В редакции я быстро изложил свои впечатления на бумаге и отдал машинистке. Две восторженные страницы с трепетом отнёс редактору. Через короткое время Николай Фадеич вызвал меня и вернул безжалостно исчёрканные странички, велев перепечатать.
Такого позора я не переживал никогда раньше. За школьные сочинения получал не ниже «четвёрки», да и то из-за какой-нибудь жалкой запятой. Иной бы корзинировал неудавшийся опус и на том прекратил свои творческие притязания. Но на столь простое решение я не имел права, поскольку пообещал работникам птицекомбината, что о них будет статья в газете. Или мной руководило провидение? Так или иначе, но я с пламенеющими щеками отправился к машинистке.
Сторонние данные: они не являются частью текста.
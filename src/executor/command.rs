//! Command executor
//!
//! Binds each role to a configured command line (`roleCommands` in
//! `maestro.yaml`). The command runs in a scratch directory with the task
//! context in environment variables; expected artifacts are collected from
//! the scratch directory by glob after the command exits. The child is
//! killed once the request's timeout elapses.

use std::collections::HashMap;
use std::path::PathBuf;
use std::process::{Command, Stdio};

use async_trait::async_trait;
use tokio_util::sync::CancellationToken;
use uuid::Uuid;
use wait_timeout::ChildExt;

use super::{EmittedArtifact, ExecOutcome, ExecRequest, Executor, ExecutorError};
use crate::types::RoleId;

pub struct CommandExecutor {
    role_commands: HashMap<RoleId, String>,
}

impl CommandExecutor {
    pub fn new(role_commands: HashMap<RoleId, String>) -> Self {
        Self { role_commands }
    }

    fn scratch_dir(task_id: &str) -> PathBuf {
        std::env::temp_dir().join(format!("maestro-{task_id}-{}", Uuid::new_v4()))
    }

    /// Collect artifacts matching the expected patterns from the scratch dir
    fn collect_artifacts(
        scratch: &std::path::Path,
        patterns: &[String],
    ) -> Vec<EmittedArtifact> {
        let mut artifacts = Vec::new();
        for pattern in patterns {
            let full = scratch.join(pattern);
            let Some(full) = full.to_str() else { continue };
            let Ok(paths) = glob::glob(full) else { continue };
            for path in paths.flatten() {
                let Ok(bytes) = std::fs::read(&path) else {
                    continue;
                };
                let Ok(relative) = path.strip_prefix(scratch) else {
                    continue;
                };
                artifacts.push(EmittedArtifact {
                    relative_path: relative.to_string_lossy().into_owned(),
                    bytes,
                });
            }
        }
        artifacts
    }
}

#[async_trait]
impl Executor for CommandExecutor {
    fn name(&self) -> &str {
        "command"
    }

    async fn execute(
        &self,
        request: ExecRequest,
        cancel: CancellationToken,
    ) -> Result<ExecOutcome, ExecutorError> {
        let command_line = self
            .role_commands
            .get(&request.role)
            .cloned()
            .ok_or_else(|| ExecutorError::Spawn {
                role: request.role,
                reason: "no roleCommands entry for this role".to_string(),
            })?;

        let scratch = Self::scratch_dir(request.task_id.as_str());
        std::fs::create_dir_all(&scratch).map_err(|e| ExecutorError::Spawn {
            role: request.role,
            reason: e.to_string(),
        })?;

        let task_id = request.task_id.clone();
        let role = request.role;
        let timeout = request.timeout;
        let prompt = request.prompt.clone();
        let attempt = request.attempt;
        let patterns = request.expected_artifacts.clone();
        let scratch_clone = scratch.clone();

        let work = tokio::task::spawn_blocking(move || {
            let mut child = Command::new("sh")
                .arg("-c")
                .arg(&command_line)
                .current_dir(&scratch_clone)
                .env("MAESTRO_TASK_ID", task_id.as_str())
                .env("MAESTRO_ROLE", role.as_str())
                .env("MAESTRO_PROMPT", &prompt)
                .env("MAESTRO_ATTEMPT", attempt.to_string())
                .stdout(Stdio::piped())
                .stderr(Stdio::piped())
                .spawn()
                .map_err(|e| ExecutorError::Spawn {
                    role,
                    reason: e.to_string(),
                })?;

            match child.wait_timeout(timeout) {
                Ok(Some(status)) => {
                    let mut stdout = String::new();
                    if let Some(mut pipe) = child.stdout.take() {
                        use std::io::Read;
                        let _ = pipe.read_to_string(&mut stdout);
                    }
                    let mut stderr = String::new();
                    if let Some(mut pipe) = child.stderr.take() {
                        use std::io::Read;
                        let _ = pipe.read_to_string(&mut stderr);
                    }

                    if status.success() {
                        let artifacts = Self::collect_artifacts(&scratch_clone, &patterns);
                        Ok(ExecOutcome {
                            output: stdout.trim().to_string(),
                            artifacts,
                        })
                    } else {
                        let message = if stderr.trim().is_empty() {
                            format!("command exited with code {}", status.code().unwrap_or(-1))
                        } else {
                            stderr.trim().to_string()
                        };
                        Err(ExecutorError::Failed { task_id, message })
                    }
                }
                Ok(None) => {
                    let _ = child.kill();
                    let _ = child.wait();
                    Err(ExecutorError::Timeout {
                        task_id,
                        after: timeout,
                    })
                }
                Err(e) => Err(ExecutorError::Failed {
                    task_id,
                    message: e.to_string(),
                }),
            }
        });

        let result = tokio::select! {
            _ = cancel.cancelled() => Err(ExecutorError::Cancelled),
            joined = work => match joined {
                Ok(result) => result,
                Err(e) => Err(ExecutorError::Failed {
                    task_id: request.task_id.clone(),
                    message: format!("executor task panicked: {e}"),
                }),
            },
        };

        let _ = std::fs::remove_dir_all(&scratch);
        result
    }
}

// ============================================================================
// TESTS
// ============================================================================

#[cfg(test)]
mod tests {
    use super::*;
    use crate::types::TaskId;
    use std::time::Duration;

    fn request(task_id: &str, artifacts: Vec<String>) -> ExecRequest {
        ExecRequest {
            task_id: TaskId::new(task_id).unwrap(),
            role: RoleId::Backend,
            prompt: "write the file".into(),
            attempt: 1,
            expected_artifacts: artifacts,
            timeout: Duration::from_secs(10),
        }
    }

    fn executor(command: &str) -> CommandExecutor {
        let mut commands = HashMap::new();
        commands.insert(RoleId::Backend, command.to_string());
        CommandExecutor::new(commands)
    }

    #[tokio::test]
    async fn test_runs_command_and_captures_stdout() {
        let executor = executor("echo done-$MAESTRO_TASK_ID");
        let outcome = executor
            .execute(request("BE-1", vec![]), CancellationToken::new())
            .await
            .unwrap();
        assert_eq!(outcome.output, "done-BE-1");
    }

    #[tokio::test]
    async fn test_collects_expected_artifacts_from_scratch_dir() {
        let executor = executor("printf data > out.txt && echo ok");
        let outcome = executor
            .execute(request("BE-1", vec!["out.txt".into()]), CancellationToken::new())
            .await
            .unwrap();
        assert_eq!(outcome.artifacts.len(), 1);
        assert_eq!(outcome.artifacts[0].bytes, b"data");
    }

    #[tokio::test]
    async fn test_nonzero_exit_fails() {
        let executor = executor("echo boom >&2; exit 3");
        let err = executor
            .execute(request("BE-1", vec![]), CancellationToken::new())
            .await
            .unwrap_err();
        assert!(matches!(err, ExecutorError::Failed { ref message, .. } if message.contains("boom")));
    }

    #[tokio::test]
    async fn test_timeout_kills_child() {
        let executor = executor("sleep 30");
        let mut req = request("BE-1", vec![]);
        req.timeout = Duration::from_millis(100);
        let err = executor
            .execute(req, CancellationToken::new())
            .await
            .unwrap_err();
        assert!(matches!(err, ExecutorError::Timeout { .. }));
    }

    #[tokio::test]
    async fn test_unbound_role_rejected() {
        let executor = CommandExecutor::new(HashMap::new());
        let err = executor
            .execute(request("BE-1", vec![]), CancellationToken::new())
            .await
            .unwrap_err();
        assert!(matches!(err, ExecutorError::Spawn { .. }));
    }
}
От двух моих страниц осталось меньше одной, и в таком виде заметка была опубликована. Её заголовок, придуманный редактором, мог бы дожить до конца восьмидесятых: «Птицекомбинат на пути перестройки». А под заметкой красовалась моя фамилия! Потом она появилась в газете ещё раз, другой, третий… И настал день, когда редактор не поправил в моей заметке ни единого слова и написал в верхнем левом углу листа замечательную резолюцию: «В набор».
Cладковатый дурман славы районного масштаба с примесью запаха типографской краски и ежемесячный гонорар в размере трёх-четырёх рублей постепенно отравляли мою невинную душу. И весной (когда же ещё!) 1959 года я совершил главный поступок: отправил документы в Свердловск, на заочное отделение факультета журналистики Уральского государственного университета (УрГУ) *.
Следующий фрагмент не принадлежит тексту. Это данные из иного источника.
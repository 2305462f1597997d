//! Run configuration (`maestro.yaml`)
//!
//! One file per run directory configures concurrency caps, retry policy,
//! HITL thresholds and SLAs, cache sizes, and shutdown behavior. Durations
//! are written as strings ("30s", "5m", "2h"). Hot reload is not supported;
//! the file is read once when the run starts.

use std::collections::HashMap;
use std::path::Path;
use std::time::Duration;

use serde::{Deserialize, Serialize};

use crate::types::RoleId;

// ============================================================================
// DURATION PARSING
// ============================================================================

/// Parse a duration string like "500ms", "30s", "5m", "1h" into a Duration
pub fn parse_duration(duration_str: &str) -> Option<Duration> {
    let s = duration_str.trim();
    if s.is_empty() {
        return None;
    }

    if let Some(ms) = s.strip_suffix("ms") {
        return ms.trim().parse::<u64>().ok().map(Duration::from_millis);
    }
    if let Some(secs) = s.strip_suffix('s') {
        return secs.trim().parse::<u64>().ok().map(Duration::from_secs);
    }
    if let Some(mins) = s.strip_suffix('m') {
        return mins
            .trim()
            .parse::<u64>()
            .ok()
            .map(|m| Duration::from_secs(m * 60));
    }
    if let Some(hours) = s.strip_suffix('h') {
        return hours
            .trim()
            .parse::<u64>()
            .ok()
            .map(|h| Duration::from_secs(h * 3600));
    }

    s.parse::<u64>().ok().map(Duration::from_secs)
}

/// Render a Duration back into the shortest exact suffix form
pub fn format_duration(d: Duration) -> String {
    let secs = d.as_secs();
    if d.subsec_millis() != 0 || (secs == 0 && d.as_millis() > 0) {
        return format!("{}ms", d.as_millis());
    }
    if secs % 3600 == 0 && secs != 0 {
        format!("{}h", secs / 3600)
    } else if secs % 60 == 0 && secs != 0 {
        format!("{}m", secs / 60)
    } else {
        format!("{}s", secs)
    }
}

/// Serde adapters for duration strings
pub mod duration_str {
    use super::{format_duration, parse_duration};
    use serde::{Deserialize, Deserializer, Serializer};
    use std::time::Duration;

    pub fn serialize<S: Serializer>(d: &Duration, ser: S) -> Result<S::Ok, S::Error> {
        ser.serialize_str(&format_duration(*d))
    }

    pub fn deserialize<'de, D: Deserializer<'de>>(de: D) -> Result<Duration, D::Error> {
        let raw = String::deserialize(de)?;
        parse_duration(&raw)
            .ok_or_else(|| serde::de::Error::custom(format!("invalid duration: '{raw}'")))
    }

    /// `Option<Duration>` variant for optional fields
    pub mod option {
        use super::*;

        pub fn serialize<S: Serializer>(d: &Option<Duration>, ser: S) -> Result<S::Ok, S::Error> {
            match d {
                Some(d) => ser.serialize_some(&format_duration(*d)),
                None => ser.serialize_none(),
            }
        }

        pub fn deserialize<'de, D: Deserializer<'de>>(
            de: D,
        ) -> Result<Option<Duration>, D::Error> {
            let raw: Option<String> = Option::deserialize(de)?;
            match raw {
                None => Ok(None),
                Some(raw) => parse_duration(&raw)
                    .map(Some)
                    .ok_or_else(|| serde::de::Error::custom(format!("invalid duration: '{raw}'"))),
            }
        }
    }
}

// ============================================================================
// RETRY POLICY
// ============================================================================

/// Exponential backoff with jitter, applied to failed task attempts
#[derive(Debug, Clone, Serialize, Deserialize)]
#[serde(rename_all = "camelCase", deny_unknown_fields)]
pub struct RetryPolicy {
    /// Total attempts allowed, including the first (0 disables retry entirely)
    pub max_attempts: u32,
    /// Backoff before attempt n+1 is `base * factor^(n-1)`, jittered
    #[serde(with = "duration_str")]
    pub backoff_base: Duration,
    pub backoff_factor: u32,
    /// Fractional jitter applied symmetrically (0.25 = +/-25%)
    pub jitter: f64,
}

impl Default for RetryPolicy {
    fn default() -> Self {
        Self {
            max_attempts: 3,
            backoff_base: Duration::from_secs(30),
            backoff_factor: 2,
            jitter: 0.25,
        }
    }
}

impl RetryPolicy {
    /// Jittered backoff before the given attempt number (1-based; attempt 1
    /// has no backoff)
    pub fn backoff_for_attempt(&self, attempt: u32) -> Duration {
        if attempt <= 1 {
            return Duration::ZERO;
        }
        let exp = attempt.saturating_sub(2).min(16);
        let base = self.backoff_base.as_millis() as u64;
        let raw = base.saturating_mul(u64::from(self.backoff_factor).saturating_pow(exp));

        if self.jitter <= 0.0 {
            return Duration::from_millis(raw);
        }
        let spread = (raw as f64 * self.jitter) as u64;
        let low = raw.saturating_sub(spread);
        let high = raw.saturating_add(spread).max(low + 1);
        Duration::from_millis(rand::Rng::gen_range(&mut rand::thread_rng(), low..high))
    }
}

// ============================================================================
// HITL CONFIG
// ============================================================================

/// Review routing thresholds and SLAs
#[derive(Debug, Clone, Serialize, Deserialize)]
#[serde(rename_all = "camelCase", deny_unknown_fields)]
pub struct HitlConfig {
    /// Below this score the review auto-approves
    pub auto_approve_below: u32,
    /// At or above this score the item enters ESCALATED directly
    pub escalate_at: u32,
    /// Deadline for a standard review
    #[serde(with = "duration_str")]
    pub standard_sla: Duration,
    /// Deadline for an escalated review
    #[serde(with = "duration_str")]
    pub escalated_sla: Duration,
    /// Cap on ladder promotions; a breach at the final ladder level rejects
    /// the item regardless of how many promotions it took to get there
    pub max_promotions: u32,
    /// Half-life for historical failure-rate decay
    #[serde(with = "duration_str")]
    pub failure_decay_half_life: Duration,
}

impl Default for HitlConfig {
    fn default() -> Self {
        Self {
            auto_approve_below: 3,
            escalate_at: 7,
            standard_sla: Duration::from_secs(4 * 3600),
            escalated_sla: Duration::from_secs(3600),
            max_promotions: 3,
            failure_decay_half_life: Duration::from_secs(30 * 24 * 3600),
        }
    }
}

// ============================================================================
// MEMORY CONFIG
// ============================================================================

/// Memory engine sizing and tiering
#[derive(Debug, Clone, Serialize, Deserialize)]
#[serde(rename_all = "camelCase", deny_unknown_fields)]
pub struct MemoryConfig {
    /// L1 in-memory LRU entries
    pub l1_entries: usize,
    /// L2 on-disk LRU entries
    pub l2_entries: usize,
    /// Untouched records demote HOT -> WARM after this long
    #[serde(with = "duration_str")]
    pub hot_to_warm: Duration,
    /// Untouched records demote WARM -> COLD after this long
    #[serde(with = "duration_str")]
    pub warm_to_cold: Duration,
    /// Passphrase the master key is derived from. Tests set it inline;
    /// deployments point `passphraseEnv` at a secret instead.
    #[serde(default, skip_serializing_if = "Option::is_none")]
    pub passphrase: Option<String>,
    #[serde(default, skip_serializing_if = "Option::is_none")]
    pub passphrase_env: Option<String>,
}

impl Default for MemoryConfig {
    fn default() -> Self {
        Self {
            l1_entries: 1000,
            l2_entries: 10_000,
            hot_to_warm: Duration::from_secs(3600),
            warm_to_cold: Duration::from_secs(24 * 3600),
            passphrase: None,
            passphrase_env: None,
        }
    }
}

impl MemoryConfig {
    /// Resolve the configured passphrase, preferring the environment variable
    pub fn resolve_passphrase(&self) -> Option<String> {
        if let Some(ref var) = self.passphrase_env {
            if let Ok(value) = std::env::var(var) {
                return Some(value);
            }
        }
        self.passphrase.clone()
    }
}

// ============================================================================
// ENGINE CONFIG
// ============================================================================

/// Full run configuration
#[derive(Debug, Clone, Serialize, Deserialize)]
#[serde(rename_all = "camelCase", deny_unknown_fields)]
pub struct EngineConfig {
    /// Global cap on concurrently running tasks
    pub max_parallel: usize,

    /// Per-role caps; roles absent from the map fall back to `max_parallel`
    #[serde(default)]
    pub role_caps: HashMap<RoleId, usize>,

    /// Executor binding ("mock", "command")
    #[serde(default = "default_executor")]
    pub executor: String,

    /// Per-role command lines for the command executor
    #[serde(default)]
    pub role_commands: HashMap<RoleId, String>,

    #[serde(default)]
    pub retry: RetryPolicy,

    #[serde(default)]
    pub hitl: HitlConfig,

    #[serde(default)]
    pub memory: MemoryConfig,

    /// Hard per-task timeout bounds: `clamp(4 * effort, min, max)`
    #[serde(with = "duration_str", default = "default_timeout_floor")]
    pub task_timeout_min: Duration,
    #[serde(with = "duration_str", default = "default_timeout_ceiling")]
    pub task_timeout_max: Duration,

    /// Grace period granted to cancelled workers before leases are revoked
    #[serde(with = "duration_str", default = "default_cancel_grace")]
    pub cancel_grace: Duration,

    /// Drain window for graceful shutdown before forcing exit code 2
    #[serde(with = "duration_str", default = "default_drain_window")]
    pub drain_window: Duration,

    /// Fraction of tasks that must be DONE for exit code 0
    #[serde(default = "default_done_threshold")]
    pub done_threshold: f64,
}

fn default_executor() -> String {
    "mock".to_string()
}

fn default_timeout_floor() -> Duration {
    Duration::from_secs(5 * 60)
}

fn default_timeout_ceiling() -> Duration {
    Duration::from_secs(2 * 3600)
}

fn default_cancel_grace() -> Duration {
    Duration::from_secs(30)
}

fn default_drain_window() -> Duration {
    Duration::from_secs(60)
}

fn default_done_threshold() -> f64 {
    1.0
}

impl Default for EngineConfig {
    fn default() -> Self {
        Self {
            max_parallel: 4,
            role_caps: HashMap::new(),
            executor: default_executor(),
            role_commands: HashMap::new(),
            retry: RetryPolicy::default(),
            hitl: HitlConfig::default(),
            memory: MemoryConfig::default(),
            task_timeout_min: default_timeout_floor(),
            task_timeout_max: default_timeout_ceiling(),
            cancel_grace: default_cancel_grace(),
            drain_window: default_drain_window(),
            done_threshold: default_done_threshold(),
        }
    }
}

impl EngineConfig {
    /// Load from `<run_dir>/maestro.yaml`, falling back to defaults when the
    /// file is absent
    pub fn load(run_dir: &Path) -> Result<Self, ConfigError> {
        let path = run_dir.join("maestro.yaml");
        if !path.exists() {
            return Ok(Self::default());
        }
        let raw = std::fs::read_to_string(&path).map_err(|source| ConfigError::Io {
            path: path.display().to_string(),
            source,
        })?;
        let config: EngineConfig =
            serde_yaml::from_str(&raw).map_err(|source| ConfigError::Parse {
                path: path.display().to_string(),
                source,
            })?;
        config.validate()?;
        Ok(config)
    }

    /// Reject configurations the scheduler cannot honor
    pub fn validate(&self) -> Result<(), ConfigError> {
        if self.max_parallel == 0 {
            return Err(ConfigError::Invalid(
                "maxParallel must be at least 1".to_string(),
            ));
        }
        if let Some((role, _)) = self.role_caps.iter().find(|(_, &cap)| cap == 0) {
            return Err(ConfigError::Invalid(format!(
                "roleCaps.{role} must be at least 1"
            )));
        }
        if self.hitl.auto_approve_below > self.hitl.escalate_at {
            return Err(ConfigError::Invalid(
                "hitl.autoApproveBelow must not exceed hitl.escalateAt".to_string(),
            ));
        }
        if !(0.0..=1.0).contains(&self.done_threshold) {
            return Err(ConfigError::Invalid(
                "doneThreshold must be between 0 and 1".to_string(),
            ));
        }
        if self.task_timeout_min > self.task_timeout_max {
            return Err(ConfigError::Invalid(
                "taskTimeoutMin must not exceed taskTimeoutMax".to_string(),
            ));
        }
        Ok(())
    }

    /// Concurrency cap for one role
    pub fn role_cap(&self, role: RoleId) -> usize {
        self.role_caps
            .get(&role)
            .copied()
            .unwrap_or(self.max_parallel)
    }

    /// Hard deadline for one task: `clamp(4 * effort, min, max)`
    pub fn hard_timeout(&self, effort: Duration) -> Duration {
        (effort * 4).clamp(self.task_timeout_min, self.task_timeout_max)
    }

    /// Profile with tight timings for tests
    pub fn testing() -> Self {
        Self {
            max_parallel: 2,
            retry: RetryPolicy {
                max_attempts: 2,
                backoff_base: Duration::from_millis(10),
                backoff_factor: 2,
                jitter: 0.0,
            },
            hitl: HitlConfig {
                standard_sla: Duration::from_millis(200),
                escalated_sla: Duration::from_millis(50),
                ..HitlConfig::default()
            },
            task_timeout_min: Duration::from_secs(5),
            cancel_grace: Duration::from_millis(100),
            drain_window: Duration::from_secs(1),
            ..Self::default()
        }
    }
}

#[derive(Debug, thiserror::Error)]
pub enum ConfigError {
    #[error("Failed to read config {path}: {source}")]
    Io {
        path: String,
        source: std::io::Error,
    },
    #[error("Failed to parse config {path}: {source}")]
    Parse {
        path: String,
        source: serde_yaml::Error,
    },
    #[error("Invalid configuration: {0}")]
    Invalid(String),
}

// ============================================================================
// TESTS
// ============================================================================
Мне пришлось поступить на заочное отделение, поскольку на очное брали только тех, у кого за плечами был двухгодичный трудовой стаж или служба в армии. Видимо, кто-то решил, что будущему журналисту следует поближе познакомиться с жизнью, прежде чем браться за перо. Вроде бы благая затея в конце концов не оправдала себя: среди студентов стало расти число обладателей «хорошей» биографии, не очень способных к журналистской работе, и через несколько лет прежний порядок приёма восстановили. Правда, теперь сетуют на инфантильность мальчиков и девочек, вылетающих в жизнь из журфаковского гнезда, не зная, как эта жизнь устроена.
Слушая лекции во время установочной сессии, я пребывал в счастливом возбуждении оттого, что обрёл себя, окунулся в свою стихию. На языке психологов этот момент называется самоидентификацией личности.
* Привожу географические названия, наименования событий, учреждений, должностей, органов печати и т. д. такими, какими они были в описываемое время. (Здесь и далее – прим. авт.)